İlk Derece Mahkemesi kararının özeti: … Vergi Mahkemesinin … tarih ve E:…, K:… sayılı kararı ile, esas unsur olarak ağırlık itibarıyla %70 veya daha fazla petrol yağları veya bitümenli minerallerden elde edilen yağları içerip içermediğinin tespiti amacıyla Fen Edebiyat Fakültesi Kimya Bölümü’nden bir öğretim üyesi, bir yeminli mali müşavir ve bir de serbest mali müşavirden oluşturulan üç kişilik heyet tarafından düzenlenen rapordaki tespitlerin tarife yorum kuralları kapsamında izahname ve açıklama notları çerçevesinde Mahkemelerince değerlendirilmesi suretiyle davacı şirketçe üretilen malların bir kısmının petrol yağı oranı %70 ten daha fazla olduğundan bu ürünlerin “petrol yağları ve bitümenli minerallerden elde edilen yağlar (ham yağlar hariç); esas unsur olarak ağırlık itibariyle %70 veya daha fazla petrol yağları ve bitümenli minerallerden elde edilen yağları içeren ve tarifenin başka yerine belirtilmeyen veya yer almayan müstahzarlar atık yağlar” olup 27.10 GTİP’inde yer aldığı, kalan kısmının ise hammadde ve/veya katığın baz yağ oranı bilinmediği için kimyasal özellikleri tespit edilemediğinden 27.10 GTİP’inde olduğu davalı idarece tereddüte yer vermeyecek somut bir şekilde kanıtlanamadığı sonucuna varılarak, yapılan hesaplamaya göre üretilen ürünün 27.10 GTİP’li kısmına ilişkin özel tüketim vergisi ile bu tutar üzerinden hesaplanan bir kat vergi ziyaı cezasına ilişkin kısmında hukuka aykırılık; bu tutarları aşan kısımlarında ise hukuka uyarlık bulunmadığı; dava konusu bir kat vergi ziyaı cezasının yüzde elli oranında artırılmasına ilişkin vergi tarhiyatına ait davalı idarece tesis edilen ve davacı şirkete tebliğ edilen vergi/ceza ihbarnamesi ile anılan cezalı tarhiyatın dayanağı olan vergi inceleme raporunda vergi ziyaı cezasının hangi kanunun hangi maddesi uyarınca yüzde elli oranında artırıldığının ve kanuni dayanağının belirtilmemesi nedeniyle, davacı şirketin savunma hakkını gereği gibi kullanmasına olanak tanındığından söz etmek mümkün olmadığı gibi bu durumun yargısal denetimi de güçleştirdiği hususu birlikte değerlendirildiğinde davacı şirket adına kesilen vergi ziyaı cezalarının tekerrür nedeniyle arttırılan kısmında hukuka uyarlık bulunmadığı gerekçesiyle dava konusu işlemin kısmen iptaline kısmen de davanın reddine karar verilmiştir.
Bölge İdare Mahkemesi kararının özeti: İstinaf başvurusuna konu kararın iptale ilişkin hüküm fıkrasının hukuka ve usule uygun olduğu ve davalı idare tarafından ileri sürülen iddiaların kararın anılan hüküm fıkrasının kaldırılmasını sağlayacak nitelikte görülmediği gerekçesiyle 2577 sayılı İdari Yargılama Usulü Kanunu’nun 45. maddesinin 3. fıkrası uyarınca istinaf başvurusunun reddine karar verilmiştir.

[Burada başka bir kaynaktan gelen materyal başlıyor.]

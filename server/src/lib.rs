//! # Vesper Server
//! Delta broadcast engine for a shared persistent world. Entities are marked
//! dirty as the simulation mutates them; once per tick the queued entities
//! are flushed and every observer in range receives the packets it needs,
//! built once per protocol dialect and standing and shared among recipients.

#![deny(
    trivial_casts,
    trivial_numeric_casts,
    unstable_features,
    unused_import_braces
)]

pub mod entity;
pub mod messages;
pub mod transport;
pub mod world;

mod error;
mod server;
mod user;

pub use entity::{
    error::OwnershipError,
    item::{ContainerAccess, ContainerInfo, Item, Layer},
    item_extras::BounceInfo,
    mobile::{Mobile, Stats},
    packet_cache::PacketCache,
    parent::{Parent, RootOwner},
    EntityRef,
};
pub use error::{DeltaError, WorldError};
pub use messages::{message_factory::{MessageFactory, WireFactory}, wire_representation::WireRepresentation};
pub use server::{DeltaConfig, FlushReport, ServerConfig, WorldServer};
pub use transport::{ChannelOutbox, Outbox};
pub use user::{Session, SessionRef, Sessions};
pub use world::{
    delta_queue::DeltaQueue,
    entity_table::EntityTable,
    sector_index::SectorIndex,
    secure_trade::{SecureTrade, SecureTrades},
    visibility_index::VisibilityIndex,
};
use std::sync::Arc;

use super::{
    error::PacketError,
    packet::{Packet, PacketKind},
};
use crate::{Point3D, Serial};

pub const MAX_PACKET_LENGTH: usize = 0xFFFF;

/// Big-endian byte writer for a single packet. Dynamic packets reserve a
/// two-byte length header right after the id that `finish` fills in.
pub struct PacketWriter {
    kind: PacketKind,
    subject: Serial,
    fixed_length: Option<usize>,
    buffer: Vec<u8>,
}

impl PacketWriter {
    pub fn fixed(id: u8, length: usize, kind: PacketKind, subject: Serial) -> Self {
        let mut buffer = Vec::with_capacity(length);
        buffer.push(id);
        Self {
            kind,
            subject,
            fixed_length: Some(length),
            buffer,
        }
    }

    pub fn dynamic(id: u8, kind: PacketKind, subject: Serial) -> Self {
        let mut buffer = Vec::with_capacity(64);
        buffer.push(id);
        buffer.extend_from_slice(&[0, 0]);
        Self {
            kind,
            subject,
            fixed_length: None,
            buffer,
        }
    }

    fn id(&self) -> u8 {
        self.buffer[0]
    }

    pub fn write_u8(&mut self, value: u8) -> &mut Self {
        self.buffer.push(value);
        self
    }

    pub fn write_i8(&mut self, value: i8) -> &mut Self {
        self.buffer.extend_from_slice(&value.to_be_bytes());
        self
    }

    pub fn write_bool(&mut self, value: bool) -> &mut Self {
        self.write_u8(u8::from(value))
    }

    pub fn write_u16(&mut self, value: u16) -> &mut Self {
        self.buffer.extend_from_slice(&value.to_be_bytes());
        self
    }

    pub fn write_i16(&mut self, value: i16) -> &mut Self {
        self.buffer.extend_from_slice(&value.to_be_bytes());
        self
    }

    pub fn write_u32(&mut self, value: u32) -> &mut Self {
        self.buffer.extend_from_slice(&value.to_be_bytes());
        self
    }

    pub fn write_serial(&mut self, serial: Serial) -> &mut Self {
        self.write_u32(serial.value())
    }

    /// x and y as u16, z as i8, saturating out-of-range coordinates
    pub fn write_point(&mut self, point: &Point3D) -> &mut Self {
        let clamp_u16 = |v: i32| v.clamp(0, i32::from(u16::MAX)) as u16;
        let x = clamp_u16(point.x);
        let y = clamp_u16(point.y);
        let z = point.z.clamp(i32::from(i8::MIN), i32::from(i8::MAX)) as i8;
        self.write_u16(x).write_u16(y).write_i8(z)
    }

    /// Zero-padded ASCII field of exactly `width` bytes
    pub fn write_ascii_fixed(&mut self, value: &str, width: usize) -> Result<&mut Self, PacketError> {
        let bytes = value.as_bytes();
        if bytes.len() > width {
            return Err(PacketError::StringTooLong {
                packet_id: self.id(),
                length: bytes.len(),
                limit: width,
            });
        }
        self.buffer.extend_from_slice(bytes);
        self.buffer.resize(self.buffer.len() + (width - bytes.len()), 0);
        Ok(self)
    }

    /// Zero-padded ASCII field of exactly `width` bytes; longer values are
    /// cut at the last character boundary that fits
    pub fn write_ascii_truncated(&mut self, value: &str, width: usize) -> &mut Self {
        let mut end = value.len().min(width);
        while !value.is_char_boundary(end) {
            end -= 1;
        }
        self.buffer.extend_from_slice(&value.as_bytes()[..end]);
        self.buffer.resize(self.buffer.len() + (width - end), 0);
        self
    }

    /// UTF-16BE string with a two-byte character count prefix
    pub fn write_unicode(&mut self, value: &str) -> Result<&mut Self, PacketError> {
        let units: Vec<u16> = value.encode_utf16().collect();
        if units.len() > usize::from(u16::MAX) {
            return Err(PacketError::StringTooLong {
                packet_id: self.id(),
                length: units.len() * 2,
                limit: usize::from(u16::MAX) * 2,
            });
        }
        self.write_u16(units.len() as u16);
        for unit in units {
            self.write_u16(unit);
        }
        Ok(self)
    }

    pub fn len(&self) -> usize {
        self.buffer.len()
    }

    pub fn is_empty(&self) -> bool {
        self.buffer.is_empty()
    }

    pub fn finish(mut self) -> Result<Packet, PacketError> {
        let length = self.buffer.len();
        match self.fixed_length {
            Some(expected) => {
                if expected != length {
                    return Err(PacketError::LengthMismatch {
                        packet_id: self.id(),
                        expected,
                        actual: length,
                    });
                }
            }
            None => {
                if length > MAX_PACKET_LENGTH {
                    return Err(PacketError::PayloadOverflow {
                        packet_id: self.id(),
                        length,
                        limit: MAX_PACKET_LENGTH,
                    });
                }
                self.buffer[1..3].copy_from_slice(&(length as u16).to_be_bytes());
            }
        }
        Ok(Packet::new(
            self.kind,
            self.subject,
            Arc::from(self.buffer),
        ))
    }
}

TEMYİZ EDENİN İDDİALARI : Dava konusu 2011 yılının Ocak dönemi için salınan vergi toplamı 411.277,12 TL olmasına karşın Mahkemece 411.237,09 TL de hukuka aykırılık bulunmadığına karar verildiğinden söz konusu maddi hatanın düzeltilmesi gerektiği, şirketin 2011 yılı muhtelif dönemlerinde üretimini gerçekleştirip tarife cetvelinin 3811.21.00.90.00 GTİP’te beyan ettiği akışkanlığı düzenleyici ürünler ile 3403.19.10.00.00 GTİP’te beyan ve imal ettiği madeni yağların aslında 2710.19.91.00.25 GTİP’te olduğu tespit edildiğinden, tecil-terkin uygulaması kapsamında satın alınan baz yağ kullanılarak elde edilen mamullerin GTİP’i farklı göstermek suretiyle satıldığı ve bu suretle özel tüketim vergisi kaybına sebebiyet verildiği tespit edildiğinden davacı şirket adına re’sen salınan özel tüketim vergileri ile tekerrür hükümleri uygulanarak %50 oranında arttırılarak kesilen bir kat vergi ziyaı cezalarında hukuka aykırılık bulunmadığı ileri sürülmektedir.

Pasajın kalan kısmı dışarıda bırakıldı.